The major stumbling block is over taxes. The key budget writers -- all Democrats -- agree that taxes should go up so that the state can raise about $1 billion in new revenue. But they are deeply divided about which taxes to raise.
Various changes to income taxes, sales taxes and business taxes are all being debated. One thing, however, seems almost certain: There will be no increase to state cigarette taxes this year.
Legislators passed a temporary spending plan this week that keeps state government operating in the 2009-10 budget year, which began Wednesday. The temporary plan lasts only until July 15, although legislators could renew it if they don't have a final budget by then.
Over the holiday weekend, budget talks are on hold. Legislators left Raleigh on Thursday and are not expected to resume discussions until next week.
They are taking the weekend off despite an admonition from Gov. Bev Perdue about the need to reach a compromise quickly. Perdue said this week that the state effectively loses $5 million for each day that there is no final budget in place.
"The bottom line is they've got to stop this tit for tat," Perdue said. "And they've got to come to either a long-term or a short-term decision."
Democratic leaders in the N.C. Senate have their eyes toward long-term tax reform. They want to use the budget crisis as an opportunity to overhaul the state's tax structure, which most experts consider outdated.
Senate budget-writers want to reduce the overall sales-tax rate but expand the sales tax to many more goods and services
Budget-writers in the N.C. House are criticizing several elements of that plan, including a proposal to apply the sales tax to electricity. The House also disagrees with a Senate proposal to begin taxing Social Security benefits for upper-income people.
The tax plan being pushed by the House is intended as a more immediate measure to get the state through the budget shortfall, which Democrats describe as being more than $4 billion. The main components of the House plan are an increase to the sales-tax rate and an increase to the income-tax rate for the highest earners.
"I regard the House plan as short-term and something that could last for a couple years while we work on the things that the Senate is talking about," said House Speaker Joe Hackney, D-Orange.

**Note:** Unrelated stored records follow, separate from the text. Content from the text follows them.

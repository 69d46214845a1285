//! Elevator aggregate
//!
//! Equipment, sensors, latest readings, and the telemetry query interface.

pub mod model;
pub mod repository;

pub use model::{Elevator, ElevatorStatus, Sensor, SensorKind, SensorReading};
pub use repository::TelemetryRepository;
//! Connection lifecycle management
//!
//! Owns the link to the relational store and hands a live handle to every
//! repository operation. `sea_orm::DatabaseConnection` is an sqlx pool, so
//! concurrent callers each check out their own pooled connection; this
//! manager only guards the probe-and-reconnect transition so it runs
//! atomically.

use std::time::Duration;

use sea_orm::{Database, DatabaseConnection, DbErr};
use thiserror::Error;
use tokio::sync::Mutex;
use tracing::{error, info, warn};

use super::DatabaseConfig;

/// Upper bound on the liveness probe so a stalled link cannot hang callers.
const PROBE_TIMEOUT: Duration = Duration::from_secs(5);

/// Failure to establish or re-establish the store link.
#[derive(Debug, Error)]
#[error("Database connection failed: {0}")]
pub struct ConnectionError(#[from] pub DbErr);

/// Observable lifecycle state.
///
/// `Connected -> (probe fails) -> Reconnecting -> Connected | Failed`.
/// `Failed` is not terminal; the next [`ConnectionManager::ensure_live`]
/// call re-attempts from `Reconnecting`.
#[derive(Debug, Clone, Copy, PartialEq, Eq)]
pub enum ConnectionState {
    Connected,
    Reconnecting,
    Failed,
}

struct Inner {
    handle: Option<DatabaseConnection>,
    state: ConnectionState,
}

/// Health-checked handle to the relational store.
pub struct ConnectionManager {
    config: DatabaseConfig,
    inner: Mutex<Inner>,
}

impl ConnectionManager {
    /// Connect eagerly with the given configuration.
    pub async fn open(config: DatabaseConfig) -> Result<Self, ConnectionError> {
        let handle = Database::connect(&config.url).await?;
        info!("Database connected: {}", config.url);

        Ok(Self {
            config,
            inner: Mutex::new(Inner {
                handle: Some(handle),
                state: ConnectionState::Connected,
            }),
        })
    }

    /// Return a live handle, reconnecting once if the current one is gone
    /// or fails a round-trip probe. No retry loop; callers retry at the
    /// request boundary.
    pub async fn ensure_live(&self) -> Result<DatabaseConnection, ConnectionError> {
        let mut inner = self.inner.lock().await;

        if let Some(handle) = inner.handle.clone() {
            match tokio::time::timeout(PROBE_TIMEOUT, handle.ping()).await {
                Ok(Ok(())) => {
                    inner.state = ConnectionState::Connected;
                    return Ok(handle);
                }
                Ok(Err(e)) => warn!("Liveness probe failed: {}", e),
                Err(_) => warn!("Liveness probe timed out after {:?}", PROBE_TIMEOUT),
            }
        }

        inner.state = ConnectionState::Reconnecting;
        if let Some(stale) = inner.handle.take() {
            let _ = stale.close().await;
        }

        match Database::connect(&self.config.url).await {
            Ok(handle) => {
                info!("Database reconnected");
                inner.handle = Some(handle.clone());
                inner.state = ConnectionState::Connected;
                Ok(handle)
            }
            Err(e) => {
                error!("Database reconnect failed: {}", e);
                inner.state = ConnectionState::Failed;
                Err(e.into())
            }
        }
    }

    /// Release the handle. Idempotent; safe on an already-closed manager.
    pub async fn close(&self) {
        let mut inner = self.inner.lock().await;
        if let Some(handle) = inner.handle.take() {
            if let Err(e) = handle.close().await {
                warn!("Error closing database connection: {}", e);
            }
            info!("Database connection closed");
        }
        inner.state = ConnectionState::Failed;
    }

    /// Current lifecycle state.
    pub async fn state(&self) -> ConnectionState {
        self.inner.lock().await.state
    }
}

#[cfg(test)]
mod tests {
    use super::*;

    fn memory_config() -> DatabaseConfig {
        DatabaseConfig {
            url: "sqlite::memory:".to_string(),
        }
    }

    #[tokio::test]
    async fn open_yields_connected_state() {
        let manager = ConnectionManager::open(memory_config()).await.unwrap();
        assert_eq!(manager.state().await, ConnectionState::Connected);

        let handle = manager.ensure_live().await.unwrap();
        assert!(handle.ping().await.is_ok());
    }

    #[tokio::test]
    async fn close_is_idempotent() {
        let manager = ConnectionManager::open(memory_config()).await.unwrap();
        manager.close().await;
        manager.close().await;
        assert_eq!(manager.state().await, ConnectionState::Failed);
    }

    #[tokio::test]
    async fn ensure_live_reconnects_after_close() {
        let manager = ConnectionManager::open(memory_config()).await.unwrap();
        manager.close().await;

        let handle = manager.ensure_live().await.unwrap();
        assert!(handle.ping().await.is_ok());
        assert_eq!(manager.state().await, ConnectionState::Connected);
    }

    #[tokio::test]
    async fn open_fails_on_unreachable_store() {
        let config = DatabaseConfig {
            url: "sqlite:///nonexistent-dir/nope.db".to_string(),
        };
        assert!(ConnectionManager::open(config).await.is_err());
    }
}
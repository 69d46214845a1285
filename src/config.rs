//! Configuration module
//!
//! All runtime configuration is an explicit struct built once at startup and
//! injected into the components that need it; nothing reads ambient globals
//! past this point. Loaded from a TOML file with environment overrides.

use std::path::{Path, PathBuf};

use serde::Deserialize;
use thiserror::Error;

use crate::auth::JwtConfig;
use crate::infrastructure::DatabaseConfig;

/// Relational store settings
#[derive(Debug, Clone, Deserialize)]
#[serde(default)]
pub struct DatabaseSettings {
    pub user: String,
    pub password: String,
    pub host: String,
    pub port: u16,
    pub name: String,
}

impl DatabaseSettings {
    /// Build the connection URL, honoring a full DATABASE_URL override.
    pub fn connection_url(&self) -> String {
        DatabaseConfig::from_env()
            .unwrap_or_else(|| {
                DatabaseConfig::mysql(&self.user, &self.password, &self.host, self.port, &self.name)
            })
            .url
    }
}

impl Default for DatabaseSettings {
    fn default() -> Self {
        Self {
            user: "root".to_string(),
            password: String::new(),
            host: "localhost".to_string(),
            port: 3306,
            name: "elevator_system".to_string(),
        }
    }
}

/// Token signing settings
#[derive(Debug, Clone, Deserialize)]
#[serde(default)]
pub struct SecuritySettings {
    pub jwt_secret: String,
    pub jwt_expiration_hours: i64,
}

impl Default for SecuritySettings {
    fn default() -> Self {
        Self {
            jwt_secret: "change-me-in-production".to_string(),
            jwt_expiration_hours: 24,
        }
    }
}

#[derive(Debug, Clone, Deserialize)]
#[serde(default)]
pub struct LoggingSettings {
    pub level: String,
}

impl Default for LoggingSettings {
    fn default() -> Self {
        Self {
            level: "info".to_string(),
        }
    }
}

/// Application configuration
#[derive(Debug, Clone, Default, Deserialize)]
#[serde(default)]
pub struct AppConfig {
    pub database: DatabaseSettings,
    pub security: SecuritySettings,
    pub logging: LoggingSettings,
}

#[derive(Debug, Error)]
pub enum ConfigError {
    #[error("Failed to read config file: {0}")]
    Io(#[from] std::io::Error),
    #[error("Failed to parse config file: {0}")]
    Parse(#[from] toml::de::Error),
}

impl AppConfig {
    /// Load configuration from a TOML file.
    pub fn load(path: &Path) -> Result<Self, ConfigError> {
        let raw = std::fs::read_to_string(path)?;
        Ok(toml::from_str(&raw)?)
    }

    pub fn jwt_config(&self) -> JwtConfig {
        JwtConfig {
            secret: self.security.jwt_secret.clone(),
            expiration_hours: self.security.jwt_expiration_hours,
            issuer: "elevator-service".to_string(),
        }
    }

    pub fn database_config(&self) -> DatabaseConfig {
        DatabaseConfig {
            url: self.database.connection_url(),
        }
    }
}

/// Default config file location (~/.config/elevator-service/config.toml)
pub fn default_config_path() -> PathBuf {
    dirs_next::config_dir()
        .unwrap_or_else(|| PathBuf::from("."))
        .join("elevator-service")
        .join("config.toml")
}

/// Initialize tracing with the configured level, RUST_LOG taking precedence.
pub fn init_tracing(config: &AppConfig) {
    tracing_subscriber::fmt()
        .with_env_filter(
            tracing_subscriber::EnvFilter::try_from_default_env()
                .unwrap_or_else(|_| tracing_subscriber::EnvFilter::new(&config.logging.level)),
        )
        .init();
}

Senate Democrats, however, don't like the House plan. They say, for instance, that raising income taxes for the wealthy would hurt small-business owners.
It seems likely that legislators won't rely on "sin taxes" on products such as tobacco. Perdue has proposed such tax increases, and some of the Democratic leaders in both the House and Senate favor them.
But Hackney said that a budget that included cigarette-tax increases wouldn't likely pass in his chamber. "To pass a plan in the House, you need 61 votes," Hackney said. "We have a number of people who don't vote for tobacco taxes. And we have 52 people who don't vote for any taxes. So you can do the math."
The 52 people Hackney was referring to are the House's Republicans. Republicans -- who are largely left out of final budget negotiations -- have sharply criticized both the Senate and House plans because of their reliance on tax increases.
Democrats say tax increases are necessary to prevent devastating cuts to education, health and other essential government services.
Although the recession has made the writing of this year's budget unusually difficult, it's not unusual for North Carolina legislators to begin the fiscal year without a final budget in place. In each of the past six years, legislators had to extend their deadline with a temporary spending plan.
And North Carolina is not alone. More than 40 states are facing budget shortfalls this year, according to the National Association of State Budget Officers. At least seven states had to extend their legislative sessions or hold a special session because they had not passed a final budget in time for the start of the budget year, according to the National Conference of State Legislatures.